The 91-year-old former president is still in mourning for his 13-year-old great-granddaughter, Zenani, who was killed in a car accident on the eve of the World Cup tournament on 10 June.
"It's likely to be three months of mourning," said Mandla Mandela - a tall, imposing man whose gravel voice carries more than an echo of his grandfather.
"It depends on Zenani's mother, but we are having a family ritual on Sunday to fix the time. We are also cautious about [Mandela's] health - we wouldn't want to expose him to the winter cold. The family must play a protective role."
Thirty-six year old Mandla - also known as Chief Zwelivelile - is an MP from the ruling ANC and succeeded his grandfather as chief of the traditional council in Mvezo, the poor rural village where Nelson Mandela was born. Critics have accused him of seeking to exploit his grandfather's name.
Mr Mandela was in Port Elizabeth for last night's England-Slovenia match, for which 22 children from Mvezo were chosen to accompany the players onto the pitch.
He was also promoting an exhibition of World Cup-themed paintings, each signed by Nelson Mandela, which he is hoping to auction in order to raise funds for development projects in Mvezo. He is travelling to Paris next week with the same exhibition.
He told me of his grandfather's regret that he could not attend the World Cup opening ceremony as planned, but said he'd promised to be at the tournament "in spirit." The former president played a key role in securing the World Cup for South Africa.
His grandson said the focus "has always been about hosting, not playing" in the tournament, and he praised the impact it had already had on the country, and on its reputation abroad.

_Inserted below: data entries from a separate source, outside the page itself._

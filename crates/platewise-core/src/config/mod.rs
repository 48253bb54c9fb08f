//! Configuration management for Platewise.
//!
//! Configuration is loaded from a TOML file in the platform config directory,
//! then environment overrides are applied, then values are range-checked.
//! Every section has a `Default` so a missing file is not an error.

mod env;
mod types;
mod validate;

pub use types::*;

use crate::error::ConfigError;
use serde::{Deserialize, Serialize};
use std::path::{Path, PathBuf};

/// Root configuration structure.
#[derive(Debug, Clone, Default, Serialize, Deserialize)]
#[serde(default)]
pub struct Config {
    /// Model endpoints
    pub models: ModelsConfig,

    /// Aggregation settings
    pub scoring: ScoringConfig,

    /// Input and model call limits
    pub limits: LimitsConfig,

    /// HTTP server settings
    pub server: ServerConfig,

    /// Logging settings
    pub logging: LoggingConfig,
}

impl Config {
    /// Load configuration from the default location.
    ///
    /// Falls back to defaults when the file doesn't exist. Environment
    /// overrides apply either way.
    pub fn load() -> Result<Self, ConfigError> {
        let path = Self::default_path();
        if path.exists() {
            Self::load_from(&path)
        } else {
            let mut config = Self::default();
            config.apply_env()?;
            config.validate()?;
            Ok(config)
        }
    }

    /// Load configuration from a specific file path.
    pub fn load_from(path: &Path) -> Result<Self, ConfigError> {
        let content = std::fs::read_to_string(path)?;
        let mut config = Self::from_toml(&content)?;
        config.apply_env()?;
        config.validate()?;
        Ok(config)
    }

    /// Parse a TOML document without consulting the environment.
    pub fn from_toml(content: &str) -> Result<Self, ConfigError> {
        Ok(toml::from_str(content)?)
    }

    /// Get the default config file path.
    ///
    /// - macOS: ~/Library/Application Support/com.platewise.platewise/config.toml
    /// - Linux: ~/.config/platewise/config.toml
    /// - Windows: C:\Users\<User>\AppData\Roaming\platewise\config\config.toml
    ///
    /// Falls back to ~/.platewise/config.toml if directory detection fails.
    pub fn default_path() -> PathBuf {
        directories::ProjectDirs::from("com", "platewise", "platewise")
            .map(|dirs| dirs.config_dir().to_path_buf().join("config.toml"))
            .unwrap_or_else(|| {
                let home = std::env::var("HOME").unwrap_or_else(|_| ".".to_string());
                PathBuf::from(home).join(".platewise").join("config.toml")
            })
    }

    /// Expand `~` in a user-supplied config path.
    pub fn expand_path(path: &str) -> PathBuf {
        PathBuf::from(shellexpand::tilde(path).into_owned())
    }

    /// Serialize the config to a pretty TOML string.
    pub fn to_toml(&self) -> Result<String, ConfigError> {
        toml::to_string_pretty(self).map_err(|e| ConfigError::ValidationError(e.to_string()))
    }
}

"People have come to discover a softer Africa," he said, then pointed to a South African flag flying upside down in the hotel lobby. "Something has changed here. We are becoming more patriotic. People finally want to be identified with the national flag, and they now understand how it should hang - that's the wrong side up. My grandfather was forever utilising sport for nation-building and this World Cup will forever be remembered as the moment we all rallied around the team."